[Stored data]
------------------------

use sea_orm::entity::prelude::*;

/// A product attribute definition.
#[derive(Clone, Debug, PartialEq, Eq, DeriveEntityModel)]
#[sea_orm(table_name = "attribute")]
pub struct Model {
    #[sea_orm(primary_key)]
    pub id: i32,
    #[sea_orm(unique)]
    pub attribute_code: String,
    pub frontend_label: String,
    pub frontend_input: String,
    pub backend_type: String,
    pub is_required: bool,
    pub is_searchable: bool,
}

#[derive(Copy, Clone, Debug, EnumIter, DeriveRelation)]
pub enum Relation {}

impl ActiveModelBehavior for ActiveModel {}
use chrono::Utc;
use sea_orm::{
    ActiveModelTrait, ActiveValue, ColumnTrait, ConnectionTrait, DbErr, EntityTrait, QueryFilter,
    QueryOrder, TransactionTrait,
};

use crate::{
    error::PlatformError,
    fixture::repository::{FixtureEntity, Repository},
    platform::{
        data::{expect_deleted, no_such_entity},
        model::cart::{Cart, CartDraft},
        Platform,
    },
};

#[derive(Clone, Copy)]
pub struct CartRepository<'a> {
    platform: &'a Platform,
}

impl<'a> CartRepository<'a> {
    pub fn new(platform: &'a Platform) -> Self {
        Self { platform }
    }

    /// Gets a cart by the masked id the storefront addresses it with.
    pub async fn get_by_masked_id(&self, masked_id: &str) -> Result<Cart, PlatformError> {
        let db = self.platform.db();
        let model = entity::prelude::Cart::find()
            .filter(entity::cart::Column::MaskedId.eq(masked_id))
            .one(db)
            .await?
            .ok_or_else(|| no_such_entity(Cart::KIND, masked_id))?;

        Ok(with_items(db, model).await?)
    }
}

async fn with_items<C: ConnectionTrait>(db: &C, model: entity::cart::Model) -> Result<Cart, DbErr> {
    let items = entity::prelude::CartItem::find()
        .filter(entity::cart_item::Column::CartId.eq(model.id))
        .order_by_asc(entity::cart_item::Column::Id)
        .all(db)
        .await?;

    Ok(Cart { model, items })
}

impl Repository for CartRepository<'_> {
    type Entity = Cart;
    type Draft = CartDraft;

    fn create(&self) -> CartDraft {
        CartDraft::default()
    }

    async fn save(&self, draft: CartDraft) -> Result<Cart, PlatformError> {
        let txn = self.platform.db().begin().await?;

        let model = entity::cart::ActiveModel {
            masked_id: ActiveValue::Set(draft.masked_id),
            store_id: ActiveValue::Set(draft.store_id),
            customer_email: ActiveValue::Set(draft.customer_email),
            is_active: ActiveValue::Set(draft.is_active),
            items_count: ActiveValue::Set(draft.items_count),
            items_qty: ActiveValue::Set(draft.items_qty),
            created_at: ActiveValue::Set(Utc::now()),
            ..Default::default()
        }
        .insert(&txn)
        .await?;

        for item in draft.items {
            entity::cart_item::ActiveModel {
                cart_id: ActiveValue::Set(model.id),
                sku: ActiveValue::Set(item.sku),
                qty: ActiveValue::Set(item.qty),
                ..Default::default()
            }
            .insert(&txn)
            .await?;
        }

        let cart = with_items(&txn, model).await?;
        txn.commit().await?;

        Ok(cart)
    }

    async fn get_by_id(&self, id: i32) -> Result<Cart, PlatformError> {
        let db = self.platform.db();
        let model = entity::prelude::Cart::find_by_id(id)
            .one(db)
            .await?
            .ok_or_else(|| no_such_entity(Cart::KIND, id))?;

        Ok(with_items(db, model).await?)
    }

    async fn delete(&self, cart: &Cart) -> Result<(), PlatformError> {
        let result = entity::prelude::Cart::delete_by_id(cart.model.id)
            .exec(self.platform.db())
            .await?;

        expect_deleted(result, Cart::KIND, cart.model.id)
    }
}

------------------------

Work order
From the line that holds "let model = entity::prelude::Cart::find_by_id(id)" to the last line of the records above, print each line exactly. Add nothing else.

Result for this task
        let model = entity::prelude::Cart::find_by_id(id)
            .one(db)
            .await?
            .ok_or_else(|| no_such_entity(Cart::KIND, id))?;

        Ok(with_items(db, model).await?)
    }

    async fn delete(&self, cart: &Cart) -> Result<(), PlatformError> {
        let result = entity::prelude::Cart::delete_by_id(cart.model.id)
            .exec(self.platform.db())
            .await?;

        expect_deleted(result, Cart::KIND, cart.model.id)
    }
}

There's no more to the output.